The findings may reflect an emerging understanding that some cancer therapies are not beneficial to older, frail adults — and suggest that functional status could be used to inform goals-of-care discussions for elders with cancer, the authors said.
The researchers analyzed health data from the Minimum Data Set and Medicare between 2011 and 2015. They found a strong link between receipt of systemic (drug-related) cancer therapies for residents with advanced non-small cell lung cancer and disability in dressing, toileting, personal hygiene, locomotion and bed mobility.

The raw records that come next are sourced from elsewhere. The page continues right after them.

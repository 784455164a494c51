use crate::types::{LogLevel, OutputFormat};
use clap::{Parser, Subcommand};
use std::path::PathBuf;

#[derive(Parser)]
#[command(name = "rtui")]
#[command(about = "Browse a Redis keyspace as a tree and inspect values", long_about = None)]
#[command(version)]
pub struct Cli {
    /// Redis host [default: localhost]
    #[arg(long, global = true)]
    pub host: Option<String>,

    /// Redis port [default: 6379]
    #[arg(long, global = true)]
    pub port: Option<u16>,

    /// Database index [default: 0]
    #[arg(long, global = true)]
    pub db: Option<u32>,

    #[arg(long, global = true)]
    pub password: Option<String>,

    /// Key segment delimiter [default: ":"]
    #[arg(long, global = true)]
    pub delimiter: Option<String>,

    /// Language of source snippets, by name or extension [default: "rust"]
    #[arg(long, global = true)]
    pub source_syntax: Option<String>,

    /// Use an in-process store instead of connecting to Redis
    #[arg(long, global = true)]
    pub memory: bool,

    /// Load the demo data set before running the command
    #[arg(long, global = true)]
    pub samples: bool,

    /// Config file [default: <config dir>/rtui/config.toml]
    #[arg(long, global = true)]
    pub config: Option<PathBuf>,

    /// Log file [default: ~/.redis_tui/redis_tui.log]
    #[arg(long, global = true)]
    pub log_file: Option<PathBuf>,

    #[arg(long, global = true)]
    pub log_level: Option<LogLevel>,

    #[arg(long, default_value = "plain", global = true)]
    pub format: OutputFormat,

    #[command(subcommand)]
    pub command: Option<Commands>,
}

#[derive(Subcommand)]
pub enum Commands {
    /// Open the interactive browser (default)
    Browse,

    /// Print matching keys as a tree
    Keys {
        /// Glob pattern
        #[arg(long, short)]
        pattern: Option<String>,
    },

    /// Show a key's value
    Get {
        key: String,

        /// Print the raw value without type formatting
        #[arg(long)]
        raw: bool,
    },

    /// Show a key's time to live
    Ttl { key: String },

    /// Set a key's time to live in seconds
    Expire {
        key: String,
        #[arg(allow_negative_numbers = true)]
        seconds: i64,
    },

    /// Delete a key
    Del { key: String },

    /// Load the demo data set into the store
    Seed,
}
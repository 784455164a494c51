pub mod console;
pub mod tui;

pub use console::ConsoleRenderer;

In fact, most residents with this cancer diagnosis had at least one disability, and only 13% received either chemotherapy alone or with immunotherapy — independent of clinical characteristics, reported corresponding author Orestis A. Panagiotou, M.D., Ph.D., and colleagues. What’s more, the greater the loss of function, the lower the likelihood a resident would be prescribed cancer treatments, he and his colleagues wrote.
“Taken together, these results possibly reflect a growing recognition among clinicians of the little benefit of chemotherapy in patients with poor performance status and functional limitations,” they said.
But there was another revelation: Residents without self-care disabilities also had low levels of cancer-directed treatment, added Panagiotou, of the Brown University School of Public Health. Functional status may therefore be a useful measure with which to identify residents who may be better helped by, and are eligible for, cancer treatment, Panagiotou concluded.
The study was published online ahead of print in the Journal of Geriatric Oncology.